REQUIREMENT: Could you copy every line in the listing below that has the word "Some"?

RECORDS FOR THIS EXERCISE:
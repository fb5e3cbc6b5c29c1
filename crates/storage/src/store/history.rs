#![forbid(unsafe_code)]

use super::rows::{
    HISTORY_COLUMNS, ensure_user_ref_tx, exists_tx, from_unix_ms, history_from_row, to_sqlite_i64,
    unix_ms,
};
use super::{StoreError, UnitOfWork};
use rusqlite::{Connection, params};
use std::collections::VecDeque;
use tk_core::ids::IssueId;
use tk_core::model::{ChangeEntry, ChangeRecord};
use tracing::debug;

impl UnitOfWork<'_> {
    /// Appends one entry to an issue's change history.
    pub fn record_change(&mut self, record: ChangeRecord) -> Result<ChangeEntry, StoreError> {
        self.atomic("record_change", |conn| {
            if !exists_tx(conn, "issues", "issue_id", record.issue_id.get())? {
                return Err(StoreError::ConstraintViolation(format!(
                    "issue_id references missing issue {}",
                    record.issue_id
                )));
            }
            ensure_user_ref_tx(conn, "changed_by", record.changed_by)?;
            append_change_tx(conn, record)
        })
    }
}

pub(crate) fn append_change_tx(
    conn: &Connection,
    mut record: ChangeRecord,
) -> Result<ChangeEntry, StoreError> {
    let changed_on_ms = unix_ms(record.changed_on);
    // Stored precision is milliseconds; hand back exactly what was written.
    record.changed_on = from_unix_ms(changed_on_ms)
        .map_err(|_| StoreError::InvalidInput("changed_on out of range"))?;

    conn.execute(
        r#"
        INSERT INTO change_history(issue_id, changed_field, old_value, new_value,
                                   changed_on_ms, changed_by)
        VALUES (?1, ?2, ?3, ?4, ?5, ?6)
        "#,
        params![
            record.issue_id.get(),
            record.changed_field.as_str(),
            record.old_value,
            record.new_value,
            changed_on_ms,
            record.changed_by.get(),
        ],
    )?;
    let entry_id = conn.last_insert_rowid();
    debug!(
        issue_id = %record.issue_id,
        field = record.changed_field.as_str(),
        entry_id,
        "change recorded"
    );
    Ok(ChangeEntry::from_record(entry_id, record))
}

pub(crate) fn delete_issue_history_tx(
    conn: &Connection,
    issue_id: IssueId,
) -> Result<usize, StoreError> {
    Ok(conn.execute(
        "DELETE FROM change_history WHERE issue_id=?1",
        params![issue_id.get()],
    )?)
}

/// Lazy, restartable iterator over an issue's change history ordered by
/// `(changed_on, entry_id)`. Rows are fetched one page at a time behind a
/// keyset cursor.
#[derive(Debug)]
pub struct IssueHistory<'conn> {
    conn: &'conn Connection,
    issue_id: IssueId,
    page_size: usize,
    cursor: Option<(i64, i64)>,
    buffer: VecDeque<ChangeEntry>,
    exhausted: bool,
}

impl<'conn> IssueHistory<'conn> {
    pub(crate) fn new(conn: &'conn Connection, issue_id: IssueId, page_size: usize) -> Self {
        Self {
            conn,
            issue_id,
            page_size: page_size.max(1),
            cursor: None,
            buffer: VecDeque::new(),
            exhausted: false,
        }
    }

    pub fn issue_id(&self) -> IssueId {
        self.issue_id
    }

    /// Starts over from the oldest entry.
    pub fn restart(&mut self) {
        self.cursor = None;
        self.buffer.clear();
        self.exhausted = false;
    }

    fn fetch_page(&mut self) -> Result<(), StoreError> {
        let (after_ms, after_id) = self.cursor.unwrap_or((i64::MIN, i64::MIN));
        let limit = to_sqlite_i64(self.page_size)?;
        let mut stmt = self.conn.prepare(&format!(
            "SELECT {HISTORY_COLUMNS} FROM change_history \
             WHERE issue_id=?1 AND (changed_on_ms > ?2 OR (changed_on_ms = ?2 AND entry_id > ?3)) \
             ORDER BY changed_on_ms ASC, entry_id ASC \
             LIMIT ?4"
        ))?;
        let rows = stmt.query_map(
            params![self.issue_id.get(), after_ms, after_id, limit],
            history_from_row,
        )?;
        let page = rows.collect::<Result<Vec<_>, _>>()?;

        if page.len() < self.page_size {
            self.exhausted = true;
        }
        if let Some(last) = page.last() {
            self.cursor = Some((unix_ms(last.changed_on), last.entry_id));
        }
        self.buffer.extend(page);
        Ok(())
    }
}

impl Iterator for IssueHistory<'_> {
    type Item = Result<ChangeEntry, StoreError>;

    fn next(&mut self) -> Option<Self::Item> {
        if self.buffer.is_empty() && !self.exhausted {
            if let Err(err) = self.fetch_page() {
                self.exhausted = true;
                return Some(Err(err));
            }
        }
        self.buffer.pop_front().map(Ok)
    }
}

ANSWER SPACE:
        if let Some(last) = page.last() {
            self.cursor = Some((unix_ms(last.changed_on), last.entry_id));
                return Some(Err(err));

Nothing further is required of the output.